Work order: Output the number of lines in the entries below with the string "crate" in them, and nothing further.

Data excerpts:
//! The two comparison capabilities used by the containers.
//!
//! Sorting and searching a [`GrowableBuffer`](crate::GrowableBuffer) needs a total order, so it
//! takes a three-way [`Compare`]. A [`BinaryHeap`](crate::BinaryHeap) only ever asks whether one
//! priority must be ordered after another, so it takes the weaker two-way [`Precedence`]; ties may
//! resolve either way.
//!
//! Both traits are implemented for closures, so ad-hoc orders need no new types:
//!
//! ```
//! use contig::{BinaryHeap, GrowableBuffer};
//!
//! let mut xs = GrowableBuffer::from_slice(&[3, 1, 2]).unwrap();
//! xs.sort_with(&|a: &i32, b: &i32| b.cmp(a));
//! assert_eq!(xs, [3, 2, 1]);
//!
//! // Order by distance from 10.
//! let mut heap = BinaryHeap::with_comparator(|a: &i32, b: &i32| (a - 10).abs() > (b - 10).abs());
//! heap.push(1, ()).unwrap();
//! heap.push(12, ()).unwrap();
//! heap.push(30, ()).unwrap();
//! assert_eq!(heap.pop().map(|node| node.priority), Some(12));
//! ```

use core::cmp::Ordering;

/// A three-way comparison inducing a total order on `T`.
pub trait Compare<T: ?Sized> {
    /// Compares `a` with `b`.
    fn compare(&self, a: &T, b: &T) -> Ordering;

    /// Returns `true` if `a` and `b` fall in the same equivalence class.
    #[inline]
    fn equivalent(&self, a: &T, b: &T) -> bool {
        self.compare(a, b) == Ordering::Equal
    }
}

impl<T: ?Sized, F> Compare<T> for F
where
    F: Fn(&T, &T) -> Ordering,
{
    #[inline]
    fn compare(&self, a: &T, b: &T) -> Ordering {
        self(a, b)
    }
}

/// The order given by `T: Ord`.
#[derive(Clone, Copy, Debug, Default, PartialEq, Eq)]
pub struct Natural;

impl<T: Ord + ?Sized> Compare<T> for Natural {
    #[inline]
    fn compare(&self, a: &T, b: &T) -> Ordering {
        a.cmp(b)
    }
}

/// The reverse of another [`Compare`].
#[derive(Clone, Copy, Debug, Default, PartialEq, Eq)]
pub struct Reverse<C>(pub C);

impl<T: ?Sized, C: Compare<T>> Compare<T> for Reverse<C> {
    #[inline]
    fn compare(&self, a: &T, b: &T) -> Ordering {
        self.0.compare(b, a)
    }
}

/// A two-way "comes after" relation between heap priorities.
///
/// `comes_after(a, b)` returns `true` iff `a` must be ordered after `b`, i.e. `b` belongs closer
/// to the top of the heap. This only has to split pairs into two categories; it need not be
/// consistent with any equality.
pub trait Precedence<P: ?Sized> {
    /// Returns `true` if `a` must be ordered after `b`.
    fn comes_after(&self, a: &P, b: &P) -> bool;
}

impl<P: ?Sized, F> Precedence<P> for F
where
    F: Fn(&P, &P) -> bool,
{
    #[inline]
    fn comes_after(&self, a: &P, b: &P) -> bool {
        self(a, b)
    }
}

/// Minimum-priority heap: `a` comes after `b` when `a > b`. This is the default.
#[derive(Clone, Copy, Debug, Default, PartialEq, Eq)]
pub struct Min;

/// Maximum-priority heap: `a` comes after `b` when `a < b`.
#[derive(Clone, Copy, Debug, Default, PartialEq, Eq)]
pub struct Max;

impl<P: PartialOrd + ?Sized> Precedence<P> for Min {
    #[inline]
    fn comes_after(&self, a: &P, b: &P) -> bool {
        a > b
    }
}

impl<P: PartialOrd + ?Sized> Precedence<P> for Max {
    #[inline]
    fn comes_after(&self, a: &P, b: &P) -> bool {
        a < b
    }
}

Response to the exercise: 2